Problem: Which lines have the string "Some"? Copy all of them from the entries below.

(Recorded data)
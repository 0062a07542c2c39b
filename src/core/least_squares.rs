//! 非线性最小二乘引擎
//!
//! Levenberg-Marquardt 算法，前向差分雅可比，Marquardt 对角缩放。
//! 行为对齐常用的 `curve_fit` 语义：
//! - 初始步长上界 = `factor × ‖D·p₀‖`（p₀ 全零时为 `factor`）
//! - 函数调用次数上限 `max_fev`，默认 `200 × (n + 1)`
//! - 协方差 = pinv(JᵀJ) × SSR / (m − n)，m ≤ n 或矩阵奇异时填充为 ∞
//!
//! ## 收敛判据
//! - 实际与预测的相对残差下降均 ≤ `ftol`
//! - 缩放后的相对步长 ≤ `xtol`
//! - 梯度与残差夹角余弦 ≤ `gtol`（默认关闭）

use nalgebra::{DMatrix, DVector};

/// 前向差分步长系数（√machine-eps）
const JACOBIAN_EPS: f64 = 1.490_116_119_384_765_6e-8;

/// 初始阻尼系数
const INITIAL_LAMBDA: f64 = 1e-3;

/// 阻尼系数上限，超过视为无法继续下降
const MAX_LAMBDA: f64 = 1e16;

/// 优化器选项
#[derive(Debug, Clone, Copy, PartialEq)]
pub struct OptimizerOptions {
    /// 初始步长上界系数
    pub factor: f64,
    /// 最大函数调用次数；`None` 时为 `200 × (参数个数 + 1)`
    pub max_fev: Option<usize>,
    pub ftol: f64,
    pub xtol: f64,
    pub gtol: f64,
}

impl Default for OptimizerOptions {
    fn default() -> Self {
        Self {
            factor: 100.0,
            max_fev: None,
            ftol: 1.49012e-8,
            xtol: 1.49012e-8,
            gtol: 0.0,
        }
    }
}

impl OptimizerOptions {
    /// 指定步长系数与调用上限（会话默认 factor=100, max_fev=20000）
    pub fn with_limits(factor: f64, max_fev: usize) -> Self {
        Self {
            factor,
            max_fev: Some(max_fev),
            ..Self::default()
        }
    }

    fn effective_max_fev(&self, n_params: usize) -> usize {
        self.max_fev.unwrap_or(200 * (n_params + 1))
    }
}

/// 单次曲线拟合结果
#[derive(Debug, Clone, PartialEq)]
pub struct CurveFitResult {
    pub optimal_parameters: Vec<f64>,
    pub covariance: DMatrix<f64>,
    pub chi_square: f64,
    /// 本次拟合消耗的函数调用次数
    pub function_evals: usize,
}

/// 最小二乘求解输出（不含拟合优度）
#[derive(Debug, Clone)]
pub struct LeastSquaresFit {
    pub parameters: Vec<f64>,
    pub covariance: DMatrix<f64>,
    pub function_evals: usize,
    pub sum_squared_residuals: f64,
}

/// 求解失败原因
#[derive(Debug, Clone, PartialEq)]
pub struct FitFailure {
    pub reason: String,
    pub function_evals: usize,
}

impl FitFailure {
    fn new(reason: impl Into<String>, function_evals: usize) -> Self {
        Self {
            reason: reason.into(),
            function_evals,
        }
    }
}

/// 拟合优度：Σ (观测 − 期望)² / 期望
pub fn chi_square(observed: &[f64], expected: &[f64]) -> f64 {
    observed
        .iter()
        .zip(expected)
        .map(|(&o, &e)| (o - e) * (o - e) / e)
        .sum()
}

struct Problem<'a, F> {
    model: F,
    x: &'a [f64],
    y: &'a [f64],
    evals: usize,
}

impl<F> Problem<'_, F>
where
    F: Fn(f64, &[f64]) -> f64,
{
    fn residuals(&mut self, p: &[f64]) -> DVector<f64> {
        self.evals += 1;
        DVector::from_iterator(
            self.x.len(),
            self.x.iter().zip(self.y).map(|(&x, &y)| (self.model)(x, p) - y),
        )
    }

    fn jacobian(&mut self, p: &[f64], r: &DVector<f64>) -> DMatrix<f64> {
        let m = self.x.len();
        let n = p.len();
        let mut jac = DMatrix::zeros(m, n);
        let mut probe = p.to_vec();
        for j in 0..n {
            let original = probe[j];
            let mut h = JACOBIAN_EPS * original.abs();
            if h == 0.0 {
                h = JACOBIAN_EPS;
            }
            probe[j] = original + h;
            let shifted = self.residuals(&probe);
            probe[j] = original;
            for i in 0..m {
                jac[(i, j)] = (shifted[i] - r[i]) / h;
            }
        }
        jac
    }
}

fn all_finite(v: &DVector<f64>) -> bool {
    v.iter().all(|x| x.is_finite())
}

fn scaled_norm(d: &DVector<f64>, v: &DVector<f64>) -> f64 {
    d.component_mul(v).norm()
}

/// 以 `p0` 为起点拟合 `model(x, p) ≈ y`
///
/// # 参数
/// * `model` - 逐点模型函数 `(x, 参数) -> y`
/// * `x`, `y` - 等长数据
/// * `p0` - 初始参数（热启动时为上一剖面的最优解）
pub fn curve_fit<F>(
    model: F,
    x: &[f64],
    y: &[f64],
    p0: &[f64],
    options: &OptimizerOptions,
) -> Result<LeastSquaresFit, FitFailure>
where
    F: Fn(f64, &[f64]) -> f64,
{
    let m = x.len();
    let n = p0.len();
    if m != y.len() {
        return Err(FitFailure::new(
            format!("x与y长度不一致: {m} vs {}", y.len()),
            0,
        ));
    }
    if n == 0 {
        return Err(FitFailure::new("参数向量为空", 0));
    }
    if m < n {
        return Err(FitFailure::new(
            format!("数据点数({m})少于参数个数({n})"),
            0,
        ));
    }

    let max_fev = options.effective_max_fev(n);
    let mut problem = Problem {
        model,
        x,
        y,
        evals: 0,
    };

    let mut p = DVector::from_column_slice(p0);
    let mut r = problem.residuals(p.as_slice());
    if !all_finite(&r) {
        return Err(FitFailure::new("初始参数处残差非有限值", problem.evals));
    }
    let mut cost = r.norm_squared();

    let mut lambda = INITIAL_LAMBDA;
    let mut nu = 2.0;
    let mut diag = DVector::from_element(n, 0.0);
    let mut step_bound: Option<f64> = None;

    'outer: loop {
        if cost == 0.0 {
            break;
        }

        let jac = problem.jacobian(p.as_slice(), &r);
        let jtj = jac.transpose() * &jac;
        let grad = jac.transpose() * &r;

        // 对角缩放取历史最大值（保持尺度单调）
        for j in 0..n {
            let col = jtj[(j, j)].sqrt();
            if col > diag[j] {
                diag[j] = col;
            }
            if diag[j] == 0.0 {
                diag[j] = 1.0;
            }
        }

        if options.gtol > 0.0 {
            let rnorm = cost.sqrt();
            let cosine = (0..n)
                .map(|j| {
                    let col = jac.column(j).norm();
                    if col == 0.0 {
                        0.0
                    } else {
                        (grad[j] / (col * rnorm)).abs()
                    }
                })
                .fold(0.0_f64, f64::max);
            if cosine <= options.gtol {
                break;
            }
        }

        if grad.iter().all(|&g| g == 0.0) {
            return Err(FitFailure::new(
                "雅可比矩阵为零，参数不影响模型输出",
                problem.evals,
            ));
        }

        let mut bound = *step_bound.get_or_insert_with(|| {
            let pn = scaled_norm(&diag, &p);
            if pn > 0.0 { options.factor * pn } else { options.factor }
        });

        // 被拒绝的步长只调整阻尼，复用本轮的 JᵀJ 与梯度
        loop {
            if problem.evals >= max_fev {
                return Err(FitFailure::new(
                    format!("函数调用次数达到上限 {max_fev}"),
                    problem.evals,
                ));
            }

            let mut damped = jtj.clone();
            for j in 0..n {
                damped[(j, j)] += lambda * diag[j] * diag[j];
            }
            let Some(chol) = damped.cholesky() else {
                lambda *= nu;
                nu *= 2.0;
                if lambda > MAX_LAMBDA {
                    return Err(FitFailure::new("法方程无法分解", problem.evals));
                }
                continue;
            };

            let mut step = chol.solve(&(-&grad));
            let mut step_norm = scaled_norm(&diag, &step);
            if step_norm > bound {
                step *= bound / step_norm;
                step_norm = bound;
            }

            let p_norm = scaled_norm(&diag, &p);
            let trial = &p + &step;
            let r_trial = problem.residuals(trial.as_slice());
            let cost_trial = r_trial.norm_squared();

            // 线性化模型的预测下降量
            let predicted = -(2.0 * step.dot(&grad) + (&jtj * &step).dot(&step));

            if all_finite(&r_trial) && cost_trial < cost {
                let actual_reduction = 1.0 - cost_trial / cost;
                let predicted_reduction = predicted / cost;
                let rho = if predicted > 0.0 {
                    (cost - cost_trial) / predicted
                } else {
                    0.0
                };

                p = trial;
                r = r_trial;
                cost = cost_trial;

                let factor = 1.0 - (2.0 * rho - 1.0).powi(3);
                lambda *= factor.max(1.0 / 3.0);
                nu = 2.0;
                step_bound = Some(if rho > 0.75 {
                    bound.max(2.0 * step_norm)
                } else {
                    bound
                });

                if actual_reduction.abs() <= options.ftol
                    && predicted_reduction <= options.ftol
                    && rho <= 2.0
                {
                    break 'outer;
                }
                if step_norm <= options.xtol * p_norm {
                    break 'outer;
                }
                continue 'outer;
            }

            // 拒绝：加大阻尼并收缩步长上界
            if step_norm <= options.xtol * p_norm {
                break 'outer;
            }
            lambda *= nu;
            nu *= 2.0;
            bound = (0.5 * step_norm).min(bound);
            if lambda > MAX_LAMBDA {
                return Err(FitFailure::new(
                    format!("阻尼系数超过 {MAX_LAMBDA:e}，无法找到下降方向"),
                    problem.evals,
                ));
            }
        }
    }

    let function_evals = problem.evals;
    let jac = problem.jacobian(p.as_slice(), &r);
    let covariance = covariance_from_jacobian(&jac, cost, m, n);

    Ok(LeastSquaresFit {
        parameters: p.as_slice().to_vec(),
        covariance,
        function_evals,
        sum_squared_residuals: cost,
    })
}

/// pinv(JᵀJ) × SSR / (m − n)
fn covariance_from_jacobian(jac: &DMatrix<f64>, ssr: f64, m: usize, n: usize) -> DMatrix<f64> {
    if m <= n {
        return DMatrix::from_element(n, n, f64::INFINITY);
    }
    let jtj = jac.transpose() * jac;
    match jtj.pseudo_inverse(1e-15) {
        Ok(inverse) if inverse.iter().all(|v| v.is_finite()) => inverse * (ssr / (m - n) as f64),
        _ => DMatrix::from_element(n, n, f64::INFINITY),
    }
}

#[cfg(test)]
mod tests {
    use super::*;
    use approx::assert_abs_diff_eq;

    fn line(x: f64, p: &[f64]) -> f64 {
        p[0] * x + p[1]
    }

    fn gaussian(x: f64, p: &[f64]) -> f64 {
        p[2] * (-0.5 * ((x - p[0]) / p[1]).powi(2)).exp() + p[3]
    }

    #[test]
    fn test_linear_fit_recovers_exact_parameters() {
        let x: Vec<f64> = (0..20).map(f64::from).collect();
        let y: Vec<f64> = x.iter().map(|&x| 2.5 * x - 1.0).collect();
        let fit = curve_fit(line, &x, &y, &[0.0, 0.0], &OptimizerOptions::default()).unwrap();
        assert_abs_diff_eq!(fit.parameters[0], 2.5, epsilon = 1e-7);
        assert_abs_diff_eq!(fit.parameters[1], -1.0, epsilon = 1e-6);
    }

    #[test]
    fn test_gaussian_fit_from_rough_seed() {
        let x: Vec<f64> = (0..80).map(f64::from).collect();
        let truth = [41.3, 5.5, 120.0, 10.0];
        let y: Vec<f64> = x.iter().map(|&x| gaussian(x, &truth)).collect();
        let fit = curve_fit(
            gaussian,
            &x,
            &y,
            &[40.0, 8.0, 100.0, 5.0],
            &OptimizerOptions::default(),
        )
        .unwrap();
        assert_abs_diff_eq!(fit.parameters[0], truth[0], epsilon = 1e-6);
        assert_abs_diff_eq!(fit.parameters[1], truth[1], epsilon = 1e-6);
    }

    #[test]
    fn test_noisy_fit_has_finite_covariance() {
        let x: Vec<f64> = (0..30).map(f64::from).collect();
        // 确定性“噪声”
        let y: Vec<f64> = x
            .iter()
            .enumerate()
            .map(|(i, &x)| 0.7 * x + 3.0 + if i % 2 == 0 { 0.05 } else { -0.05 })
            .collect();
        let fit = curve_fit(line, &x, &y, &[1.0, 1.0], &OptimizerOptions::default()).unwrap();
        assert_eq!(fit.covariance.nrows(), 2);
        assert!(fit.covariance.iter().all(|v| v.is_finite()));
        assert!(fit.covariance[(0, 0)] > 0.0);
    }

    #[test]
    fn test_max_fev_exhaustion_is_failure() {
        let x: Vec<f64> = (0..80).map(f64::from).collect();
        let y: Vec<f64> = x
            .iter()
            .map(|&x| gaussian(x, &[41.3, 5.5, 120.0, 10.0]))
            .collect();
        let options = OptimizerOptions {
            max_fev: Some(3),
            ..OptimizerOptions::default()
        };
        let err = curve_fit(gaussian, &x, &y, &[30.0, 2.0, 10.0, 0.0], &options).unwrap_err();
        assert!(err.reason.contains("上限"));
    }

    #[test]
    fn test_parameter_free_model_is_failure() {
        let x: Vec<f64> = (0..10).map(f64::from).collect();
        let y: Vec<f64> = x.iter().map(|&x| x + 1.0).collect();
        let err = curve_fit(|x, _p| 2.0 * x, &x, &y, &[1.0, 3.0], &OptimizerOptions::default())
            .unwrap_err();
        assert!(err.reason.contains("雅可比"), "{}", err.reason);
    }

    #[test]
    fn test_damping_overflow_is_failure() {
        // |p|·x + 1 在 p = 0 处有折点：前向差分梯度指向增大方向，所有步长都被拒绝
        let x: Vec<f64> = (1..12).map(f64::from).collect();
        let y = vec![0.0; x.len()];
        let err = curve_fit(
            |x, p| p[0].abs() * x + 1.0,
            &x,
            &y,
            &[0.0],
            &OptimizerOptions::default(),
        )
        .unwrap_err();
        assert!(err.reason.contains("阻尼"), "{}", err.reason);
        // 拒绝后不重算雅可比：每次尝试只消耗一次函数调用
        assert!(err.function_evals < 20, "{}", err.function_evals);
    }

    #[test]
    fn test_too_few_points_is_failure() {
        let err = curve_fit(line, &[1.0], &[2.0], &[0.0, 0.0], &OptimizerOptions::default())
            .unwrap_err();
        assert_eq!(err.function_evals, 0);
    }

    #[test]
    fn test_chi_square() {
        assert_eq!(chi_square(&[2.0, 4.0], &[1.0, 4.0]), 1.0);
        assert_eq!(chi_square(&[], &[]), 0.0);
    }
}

--

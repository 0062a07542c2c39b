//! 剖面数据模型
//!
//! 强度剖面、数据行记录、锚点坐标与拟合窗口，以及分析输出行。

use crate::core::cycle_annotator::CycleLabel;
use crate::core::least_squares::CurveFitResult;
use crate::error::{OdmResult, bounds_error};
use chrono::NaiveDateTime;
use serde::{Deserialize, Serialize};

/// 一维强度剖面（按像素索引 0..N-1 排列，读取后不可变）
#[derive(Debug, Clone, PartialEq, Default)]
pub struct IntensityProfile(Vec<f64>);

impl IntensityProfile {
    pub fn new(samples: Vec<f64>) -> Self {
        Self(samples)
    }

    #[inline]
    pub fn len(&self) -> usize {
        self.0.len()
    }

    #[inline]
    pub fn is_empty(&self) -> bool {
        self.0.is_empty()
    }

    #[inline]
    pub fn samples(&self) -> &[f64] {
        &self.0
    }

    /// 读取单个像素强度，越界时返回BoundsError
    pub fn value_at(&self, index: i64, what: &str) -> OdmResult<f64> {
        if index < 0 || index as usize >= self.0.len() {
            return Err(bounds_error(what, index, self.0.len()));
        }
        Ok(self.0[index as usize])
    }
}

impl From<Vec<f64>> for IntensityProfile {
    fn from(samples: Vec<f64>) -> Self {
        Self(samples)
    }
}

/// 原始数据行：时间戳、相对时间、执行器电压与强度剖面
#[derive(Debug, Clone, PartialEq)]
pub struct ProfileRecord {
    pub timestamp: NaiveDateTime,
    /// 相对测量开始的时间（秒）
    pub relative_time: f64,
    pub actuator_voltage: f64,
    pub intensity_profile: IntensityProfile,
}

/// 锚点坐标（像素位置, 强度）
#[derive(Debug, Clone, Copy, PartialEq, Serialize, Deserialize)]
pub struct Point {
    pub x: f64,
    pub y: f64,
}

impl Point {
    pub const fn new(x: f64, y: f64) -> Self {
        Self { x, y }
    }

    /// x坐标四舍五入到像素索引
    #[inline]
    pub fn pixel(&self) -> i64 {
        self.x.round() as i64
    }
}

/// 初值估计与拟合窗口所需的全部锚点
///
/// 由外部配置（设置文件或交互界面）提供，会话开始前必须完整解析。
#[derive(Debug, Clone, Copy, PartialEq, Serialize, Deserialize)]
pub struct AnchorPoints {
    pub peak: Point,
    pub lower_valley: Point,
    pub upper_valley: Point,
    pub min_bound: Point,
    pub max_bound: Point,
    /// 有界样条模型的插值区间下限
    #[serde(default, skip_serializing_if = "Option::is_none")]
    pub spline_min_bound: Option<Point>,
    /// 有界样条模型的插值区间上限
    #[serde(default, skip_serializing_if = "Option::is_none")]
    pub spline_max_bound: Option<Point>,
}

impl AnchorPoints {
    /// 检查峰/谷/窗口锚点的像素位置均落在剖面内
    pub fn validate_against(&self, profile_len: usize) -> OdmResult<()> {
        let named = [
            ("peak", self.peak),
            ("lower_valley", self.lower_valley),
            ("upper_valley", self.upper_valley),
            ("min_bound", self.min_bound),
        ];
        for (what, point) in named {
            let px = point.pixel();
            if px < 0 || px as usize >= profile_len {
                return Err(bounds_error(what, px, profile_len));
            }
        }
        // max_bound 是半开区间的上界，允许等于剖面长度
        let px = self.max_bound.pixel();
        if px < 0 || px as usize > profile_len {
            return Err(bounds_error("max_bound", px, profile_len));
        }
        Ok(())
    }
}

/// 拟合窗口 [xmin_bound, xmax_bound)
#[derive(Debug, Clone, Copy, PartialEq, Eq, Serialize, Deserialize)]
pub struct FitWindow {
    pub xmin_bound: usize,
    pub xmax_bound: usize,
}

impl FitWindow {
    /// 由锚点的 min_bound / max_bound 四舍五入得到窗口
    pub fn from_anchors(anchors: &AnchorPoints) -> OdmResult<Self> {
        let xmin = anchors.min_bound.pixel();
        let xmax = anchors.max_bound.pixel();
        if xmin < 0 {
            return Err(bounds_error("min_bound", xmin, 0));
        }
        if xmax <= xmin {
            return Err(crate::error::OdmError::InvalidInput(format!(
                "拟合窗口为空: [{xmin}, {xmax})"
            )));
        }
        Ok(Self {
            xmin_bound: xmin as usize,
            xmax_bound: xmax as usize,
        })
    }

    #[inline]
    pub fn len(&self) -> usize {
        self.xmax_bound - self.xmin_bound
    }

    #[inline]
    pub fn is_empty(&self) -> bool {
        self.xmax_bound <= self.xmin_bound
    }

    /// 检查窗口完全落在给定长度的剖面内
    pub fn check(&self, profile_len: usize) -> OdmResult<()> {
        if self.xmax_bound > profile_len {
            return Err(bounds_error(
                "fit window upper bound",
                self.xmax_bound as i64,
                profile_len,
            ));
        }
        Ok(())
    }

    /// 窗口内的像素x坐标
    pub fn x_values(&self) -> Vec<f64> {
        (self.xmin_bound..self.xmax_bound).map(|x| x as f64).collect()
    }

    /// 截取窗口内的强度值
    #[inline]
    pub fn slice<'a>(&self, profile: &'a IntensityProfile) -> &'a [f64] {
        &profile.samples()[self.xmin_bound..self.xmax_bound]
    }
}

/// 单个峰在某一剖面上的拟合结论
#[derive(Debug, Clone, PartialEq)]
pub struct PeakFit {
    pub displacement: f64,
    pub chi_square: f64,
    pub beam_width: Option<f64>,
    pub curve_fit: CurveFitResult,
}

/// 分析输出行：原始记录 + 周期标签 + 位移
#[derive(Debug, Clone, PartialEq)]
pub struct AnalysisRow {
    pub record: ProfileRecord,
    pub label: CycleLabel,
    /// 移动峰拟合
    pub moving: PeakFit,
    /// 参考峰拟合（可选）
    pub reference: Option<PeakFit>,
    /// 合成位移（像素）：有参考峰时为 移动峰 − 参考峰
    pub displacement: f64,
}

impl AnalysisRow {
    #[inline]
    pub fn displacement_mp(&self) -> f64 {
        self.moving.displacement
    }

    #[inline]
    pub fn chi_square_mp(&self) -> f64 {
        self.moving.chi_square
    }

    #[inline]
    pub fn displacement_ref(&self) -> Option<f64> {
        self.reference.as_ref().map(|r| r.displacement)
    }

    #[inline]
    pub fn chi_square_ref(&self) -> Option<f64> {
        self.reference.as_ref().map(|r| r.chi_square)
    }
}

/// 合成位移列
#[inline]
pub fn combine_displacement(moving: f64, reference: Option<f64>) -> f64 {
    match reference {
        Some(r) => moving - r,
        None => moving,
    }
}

Result for this exercise:
            max_fev: Some(max_fev),
            let Some(chol) = damped.cholesky() else {
                step_bound = Some(if rho > 0.75 {
            max_fev: Some(3),
        Some(r) => moving - r,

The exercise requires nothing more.